The current outbreak in White House has been accompanied by a video parade of “unfortunate remarks” — or, depending on your point of view, a rampage of karma.

News of the current White House press secretary, Kayleigh McEnany, testing positive last week was accompanied by a now-infamous clip from a Fox News interview McEnany gave in February. “We will not see diseases like the coronavirus come here,” vowed the then-future press secretary. “Isn’t that refreshing when contrasting it with the awful presidency of Obama?”

Likewise, when Kellyanne Conway, a former senior White House advisor, revealed her own coronavirus diagnosis, numerous news media outlets and Twitter feeds resurrected an oft-mocked statement she made about the still-emerging outbreak in March. “It is being contained,” vowed Conway, who herself had earned a special White House status for infamous statements when she defended Spicer’s inaugural crowd whopper by saying he was merely providing “alternative facts.”

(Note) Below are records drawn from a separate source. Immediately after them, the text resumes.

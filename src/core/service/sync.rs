use crate::core::model::directory::{
    DirectoryInsert, DirectoryUpdate, SyncEvent, SyncJob, SyncJobStatus, SyncProgress,
    UploadDirectory,
};
use crate::core::repo::{
    directory::DirectoryRepo, embedding::EmbeddingRepo, model::ModelRepo, Atomic,
};
use crate::core::service::embedding::EmbeddingService;
use crate::core::sync::{collect_files, load_matcher, relative};
use crate::error::EesError;
use crate::{err, map_err};
use chrono::Utc;
use dto::*;
use std::collections::{HashMap, HashSet};
use std::path::PathBuf;
use std::sync::{Arc, Mutex};
use tokio::sync::broadcast;
use tracing::{error, info, warn};
use validify::Validify;

/// Capacity of a job's progress channel. Slow subscribers lag and drop
/// events rather than stall the job.
const EVENT_CHANNEL_CAPACITY: usize = 256;

/// In-process bookkeeping for running sync jobs: the running set plus
/// the progress channel per job. This is the concurrent-start guard.
#[derive(Clone, Default)]
pub struct SyncJobTracker {
    inner: Arc<Mutex<TrackerInner>>,
}

#[derive(Default)]
struct TrackerInner {
    running: HashSet<i64>,
    channels: HashMap<i64, broadcast::Sender<SyncEvent>>,
}

impl SyncJobTracker {
    /// Claim the job. Returns the job's event sender, or `None` when
    /// the job is already claimed.
    fn begin(&self, job_id: i64) -> Option<broadcast::Sender<SyncEvent>> {
        let mut inner = self.inner.lock().unwrap();
        if !inner.running.insert(job_id) {
            return None;
        }
        let (tx, _) = broadcast::channel(EVENT_CHANNEL_CAPACITY);
        inner.channels.insert(job_id, tx.clone());
        Some(tx)
    }

    /// Attach to a running job's event stream.
    fn subscribe(&self, job_id: i64) -> Option<broadcast::Receiver<SyncEvent>> {
        let inner = self.inner.lock().unwrap();
        inner.channels.get(&job_id).map(|tx| tx.subscribe())
    }

    fn finish(&self, job_id: i64) {
        let mut inner = self.inner.lock().unwrap();
        inner.running.remove(&job_id);
        inner.channels.remove(&job_id);
    }

    pub fn is_running(&self, job_id: i64) -> bool {
        self.inner.lock().unwrap().running.contains(&job_id)
    }
}

/// Directory registration and background file ingestion. A sync job
/// walks a registered directory, honors ignore patterns and embeds
/// every eligible file, streaming progress to subscribers.
#[derive(Clone)]
pub struct SyncService<Repo> {
    repo: Repo,
    embeddings: EmbeddingService<Repo>,
    tracker: SyncJobTracker,
}

impl<R> SyncService<R> {
    pub fn new(repo: R, embeddings: EmbeddingService<R>) -> Self {
        Self {
            repo,
            embeddings,
            tracker: SyncJobTracker::default(),
        }
    }
}

impl<Repo> SyncService<Repo>
where
    Repo: DirectoryRepo
        + EmbeddingRepo
        + ModelRepo
        + Atomic
        + Clone
        + Send
        + Sync
        + 'static,
    Repo::Tx: Send + Sync,
{
    pub async fn create_directory(
        &self,
        mut payload: CreateDirectoryPayload,
    ) -> Result<UploadDirectory, EesError> {
        map_err!(payload.validify());

        self.repo
            .insert_directory(DirectoryInsert {
                name: &payload.name,
                path: &payload.path,
                model_name: &payload.model_name,
                task_types: payload.task_types.as_deref(),
                description: payload.description.as_deref(),
            })
            .await
    }

    pub async fn get_directory(&self, id: i64) -> Result<UploadDirectory, EesError> {
        match self.repo.get_directory(id).await? {
            Some(directory) => Ok(directory),
            None => err!(DoesNotExist, "Upload directory with ID '{id}'"),
        }
    }

    pub async fn list_directories(&self) -> Result<Vec<UploadDirectory>, EesError> {
        self.repo.list_directories().await
    }

    pub async fn update_directory(
        &self,
        id: i64,
        payload: UpdateDirectoryPayload,
    ) -> Result<UploadDirectory, EesError> {
        let update = DirectoryUpdate {
            name: payload.name.as_deref(),
            path: payload.path.as_deref(),
            model_name: payload.model_name.as_deref(),
            task_types: payload.task_types.as_deref(),
            description: payload.description.as_deref(),
        };

        if !self.repo.update_directory(id, update).await? {
            return err!(DoesNotExist, "Upload directory with ID '{id}'");
        }

        self.get_directory(id).await
    }

    /// Deleting a directory cancels whatever is incomplete and
    /// cascades to its sync jobs.
    pub async fn delete_directory(&self, id: i64) -> Result<(), EesError> {
        self.repo.cancel_incomplete_jobs(id).await?;
        if !self.repo.delete_directory(id).await? {
            return err!(DoesNotExist, "Upload directory with ID '{id}'");
        }
        Ok(())
    }

    /// Start a sync job for the directory, or attach to the one
    /// already running. A duplicate start is a no-op returning the
    /// existing job.
    pub async fn start_sync(
        &self,
        directory_id: i64,
    ) -> Result<(SyncJob, broadcast::Receiver<SyncEvent>), EesError> {
        let directory = self.get_directory(directory_id).await?;

        if let Some(job) = self.repo.incomplete_job_for_directory(directory_id).await? {
            if let Some(rx) = self.tracker.subscribe(job.id) {
                info!("Attaching to running sync job '{}'", job.id);
                return Ok((job, rx));
            }

            // A leftover from a previous process. The operator has to
            // cancel it before a new job is accepted.
            return err!(
                AlreadyExists,
                "Sync job '{}' for directory '{directory_id}' was never finished; cancel incomplete jobs first",
                job.id
            );
        }

        let job = self.repo.insert_job(directory_id).await?;

        let Some(tx) = self.tracker.begin(job.id) else {
            match self.tracker.subscribe(job.id) {
                Some(rx) => return Ok((job, rx)),
                None => return err!(AlreadyExists, "Sync job '{}' already finished", job.id),
            }
        };

        let rx = tx.subscribe();

        let service = self.clone();
        let job_id = job.id;
        tokio::spawn(async move {
            service.run_job(directory, job_id, tx).await;
        });

        Ok((job, rx))
    }

    pub async fn get_job(&self, id: i64) -> Result<SyncJob, EesError> {
        match self.repo.get_job(id).await? {
            Some(job) => Ok(job),
            None => err!(DoesNotExist, "Sync job with ID '{id}'"),
        }
    }

    pub async fn list_jobs(&self, directory_id: i64) -> Result<Vec<SyncJob>, EesError> {
        self.repo.list_jobs(directory_id).await
    }

    /// Flip every incomplete job for the directory to `cancelled`. The
    /// running worker observes the flag between files.
    pub async fn cancel_incomplete_jobs(&self, directory_id: i64) -> Result<u64, EesError> {
        self.get_directory(directory_id).await?;
        self.repo.cancel_incomplete_jobs(directory_id).await
    }

    async fn run_job(self, directory: UploadDirectory, job_id: i64, tx: broadcast::Sender<SyncEvent>) {
        let directory_id = directory.id;

        match self.execute_job(&directory, job_id, &tx).await {
            Ok(JobEnd::Completed(progress)) => {
                let message = format!(
                    "Synced directory '{}': {} processed, {} created, {} updated, {} failed",
                    directory.name,
                    progress.processed_files,
                    progress.created_files,
                    progress.updated_files,
                    progress.failed_files
                );
                info!("{message}");
                send(&tx, completed_event(directory_id, &progress, message));
            }
            Ok(JobEnd::Cancelled(progress)) => {
                info!("Sync job '{job_id}' cancelled");
                send(
                    &tx,
                    completed_event(directory_id, &progress, "Sync cancelled".to_string()),
                );
            }
            Err(e) => {
                error!("Sync job '{job_id}' failed: {e}");
                e.print();

                if let Err(e) = self
                    .repo
                    .finish_job(job_id, SyncJobStatus::Failed, Some(&e.to_string()), Utc::now())
                    .await
                {
                    error!("Failed to record sync job failure: {e}");
                }

                send(
                    &tx,
                    completed_event(
                        directory_id,
                        &SyncProgress::default(),
                        format!("Sync failed: {e}"),
                    ),
                );
            }
        }

        self.tracker.finish(job_id);
    }

    async fn execute_job(
        &self,
        directory: &UploadDirectory,
        job_id: i64,
        tx: &broadcast::Sender<SyncEvent>,
    ) -> Result<JobEnd, EesError> {
        let root = PathBuf::from(&directory.path);

        let matcher = load_matcher(&root).await?;
        let files = collect_files(&root, &matcher).await?;
        let total = files.len() as u32;

        self.repo
            .mark_job_running(job_id, total, Utc::now())
            .await?;

        send(tx, SyncEvent::Collected { total_files: total });

        let task_type = directory
            .task_types
            .as_ref()
            .and_then(|t| t.first())
            .cloned();

        let mut progress = SyncProgress::default();

        for (index, file) in files.iter().enumerate() {
            if self.job_cancelled(job_id).await? {
                return Ok(JobEnd::Cancelled(progress));
            }

            let current = index as u32 + 1;
            let rel = relative(&root, file);

            send(
                tx,
                SyncEvent::Processing {
                    current,
                    total,
                    file: rel.clone(),
                },
            );

            progress.current_file = Some(rel.clone());

            let result = self
                .sync_file(file, &directory.model_name, task_type.as_deref())
                .await;

            let event = match result {
                Ok(created) => {
                    if created {
                        progress.created_files += 1;
                    } else {
                        progress.updated_files += 1;
                    }
                    progress.processed_files += 1;
                    SyncEvent::FileCompleted {
                        current,
                        total,
                        file: rel,
                        created: progress.created_files,
                        updated: progress.updated_files,
                        failed: progress.failed_files,
                    }
                }
                Err(e) => {
                    warn!("Sync of '{rel}' failed: {e}");
                    progress.failed_files += 1;
                    progress.processed_files += 1;
                    progress.failed_file_paths.push(rel.clone());
                    SyncEvent::FileFailed {
                        current,
                        total,
                        file: rel,
                        created: progress.created_files,
                        updated: progress.updated_files,
                        failed: progress.failed_files,
                    }
                }
            };

            self.repo.update_job_progress(job_id, &progress).await?;
            send(tx, event);
        }

        let now = Utc::now();
        self.repo
            .finish_job(job_id, SyncJobStatus::Completed, None, now)
            .await?;
        self.repo.touch_last_synced(directory.id, now).await?;

        Ok(JobEnd::Completed(progress))
    }

    async fn job_cancelled(&self, job_id: i64) -> Result<bool, EesError> {
        let job = self.repo.get_job(job_id).await?;
        Ok(matches!(
            job.map(|j| j.status),
            Some(SyncJobStatus::Cancelled) | None
        ))
    }

    /// Returns true when the file produced a new row, false when it
    /// replaced an existing one.
    async fn sync_file(
        &self,
        file: &std::path::Path,
        model_name: &str,
        task_type: Option<&str>,
    ) -> Result<bool, EesError> {
        let content = map_err!(tokio::fs::read_to_string(file).await);
        let uri = file.to_string_lossy();

        let (outcome, _) = self
            .embeddings
            .embed_and_save(&uri, &content, Some(model_name), task_type)
            .await?;

        Ok(outcome.created)
    }
}

enum JobEnd {
    Completed(SyncProgress),
    Cancelled(SyncProgress),
}

fn completed_event(directory_id: i64, progress: &SyncProgress, message: String) -> SyncEvent {
    SyncEvent::Completed {
        directory_id,
        files_processed: progress.processed_files,
        files_created: progress.created_files,
        files_updated: progress.updated_files,
        files_failed: progress.failed_files,
        message,
    }
}

fn send(tx: &broadcast::Sender<SyncEvent>, event: SyncEvent) {
    // Nobody listening is fine; the job runs to completion regardless.
    let _ = tx.send(event);
}

/// Sync service DTOs.
pub mod dto {
    use serde::Deserialize;
    use utoipa::ToSchema;
    use validify::{field_err, ValidationError, Validify};

    fn absolute_path(s: &str) -> Result<(), ValidationError> {
        if !std::path::Path::new(s).is_absolute() {
            return Err(field_err!("path", "path must be absolute"));
        }
        Ok(())
    }

    #[derive(Debug, Deserialize, Validify, ToSchema)]
    #[serde(rename_all = "camelCase")]
    pub struct CreateDirectoryPayload {
        #[validate(length(min = 1))]
        #[modify(trim)]
        pub name: String,

        /// Absolute path of the directory to sync.
        #[validate(length(min = 1))]
        #[validate(custom(absolute_path))]
        #[modify(trim)]
        pub path: String,

        /// Model used when embedding synced files.
        #[validate(length(min = 1))]
        pub model_name: String,

        /// Task types recorded on synced embeddings.
        pub task_types: Option<Vec<String>>,

        pub description: Option<String>,
    }

    #[derive(Debug, Deserialize, ToSchema)]
    #[serde(rename_all = "camelCase")]
    pub struct UpdateDirectoryPayload {
        pub name: Option<String>,
        pub path: Option<String>,
        pub model_name: Option<String>,
        pub task_types: Option<Vec<String>>,
        pub description: Option<String>,
    }
}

The White House has shown a particular gift for setting timelines that have proved embarrassingly unrealistic. Trump suggested in March that the virus would die in warmer weather and expressed a hope that the nation’s churches would be filled on Easter Sunday, 12 April. Vice-President Mike Pence predicted on 24 April that “by Memorial Day weekend we will have this coronavirus epidemic behind us.” This was right around when Jared Kushner, a senior advisor and Trump’s son-in-law, was predicting the country would be “really rocking again” by July.

To be fair, White House communications has never been the high wire act that it is today. Abundance of caution will only get you so far.

“No president can go four years without making a comment that can be considered a ‘gotcha moment,’” said Erik Smith, a veteran Democratic spokesman and operative. “But this president seems to pile them up like cordwood and take joy in it.”

Indeed, part of Trump’s appeal to his supporters is that he refrains from the usual politician’s caution, even in situations — like the middle of a pandemic — that would seem to demand an abundance of it. It has lent the president a level of credibility as a “straight shooter,” even as he has been caught in thousands of false statements, dubious boasts and comical reassurances.

“It affects virtually nobody!” Trump declared of the coronavirus at a packed rally in Ohio last month — another remark that would go literally viral. It did not age well.